Many studies have confirmed that the occurrence of delirium may be significantly decreased by timely preventive interventions aimed at various delirium risk factors (7, 8). However, it has been documented that non-pharmacological approaches are effective in preventing delirium, whereas controversy remains regarding whether medications can prevent and treat delirium (9). Therefore, non-pharmacological interventions remain the foundation for the treatment of delirium. Notably, bundle administration strategies for critically ill patients at risk of delirium have attracted increasing attention. The ABCDEF bundle (Assess, prevent, and manage pain; Both spontaneous awakening and spontaneous breathing trials; Choice of analgesia and sedation; Delirium: assess, prevent, and manage; Early mobility and exercise; and Family engagement and empowerment), which is recommended by the Society of Critical Care Medicine (SCCM) can considerably enhance the prevention of delirium (10). However, due to workload and documentation burden, overall bundle adherence is poor in clinical practice with implementation rates of 12–57% (1113).

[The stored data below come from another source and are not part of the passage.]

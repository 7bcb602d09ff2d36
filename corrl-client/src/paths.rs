use std::path::{Path, PathBuf};

pub const HOME_DIRNAME: &str = ".corrlang";
pub const PORT_FILE: &str = "PORT";
pub const VERSION_FILE: &str = "VERSION";
pub const CONFIG_FILE: &str = "config.toml";
pub const LIB_DIR: &str = "lib";
pub const BIN_DIR: &str = "bin";

pub const DEFAULT_PORT: u16 = 6969;
pub const SERVICE_MAIN_CLASS: &str = "io.corrlang.service.CoreServiceMain";

pub fn default_home(user_home: &Path) -> PathBuf {
    user_home.join(HOME_DIRNAME)
}

/// Written by the service once it listens; holds the bound port.
pub fn port_file(home: &Path) -> PathBuf {
    home.join(PORT_FILE)
}

pub fn version_file(home: &Path) -> PathBuf {
    home.join(VERSION_FILE)
}

pub fn config_file(home: &Path) -> PathBuf {
    home.join(CONFIG_FILE)
}

pub fn lib_dir(home: &Path) -> PathBuf {
    home.join(LIB_DIR)
}

pub fn bin_dir(home: &Path) -> PathBuf {
    home.join(BIN_DIR)
}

In the case of limited resources, a precise and functional assessment of delirium risk in ICU patients is the basis for efficient and effective interventions. A reliable forecast model for delirium will help clinical therapists identify patients at high delirium risk and provide them with timely interventions. Machine learning models have shown effectiveness in predicting delirium, however, the lack of transparency in prediction processes reduced the interpretability and limited their utility in guiding clinical interventions. Additionally, the complexity of model development and the requirement for large datasets hinder their widespread clinical application. Nomograms, as simpler predictive tools, allow for intuitive visualization of variable contributions to outcomes, offering better interpretability and clinical utility. Although numerous studies have developed nomogram models for delirium prediction, the foundation for such models is either findings from patients with wide age ranges (14, 15) or from solely specific ICU units (14, 16), failing to account for generalizability to older ICU patients. This study aimed to develop and verify a predictive model for delirium in elderly ICU patients (over 65-year-old) using a large clinical database. The findings of this study will assist in the early identification of ICU patients with the highest risk of delirium, thus allowing clinical therapists to conduct timely preventive interventions.

Materials and methods

Study design

This retrospective cohort study was conducted using the Medical Information Mart for Intensive Care IV (MIMIC-IV) database (version 2.0.). This database includes information on ICU patients admitted to Beth Israel Deacon-ess Medical Centre in Boston, Massachusetts between 2008 and 2019 (17). One author (LJ) completed the Collaborative Institutional Training Initiative examination and obtained access to the database (certification number: 9771318). The institutional review boards of Beth Israel Deaconess Medical Centre and the Massachusetts Institute of Technology Affiliates approved the application for the MIMIC-IV database. Personal data in this database were processed; therefore, informed consent was not required. We conducted the study according to the Transparent Reporting of a Multivariable forecast Model for Individual Prognosis or Diagnosis (TRIPOD) statement (18).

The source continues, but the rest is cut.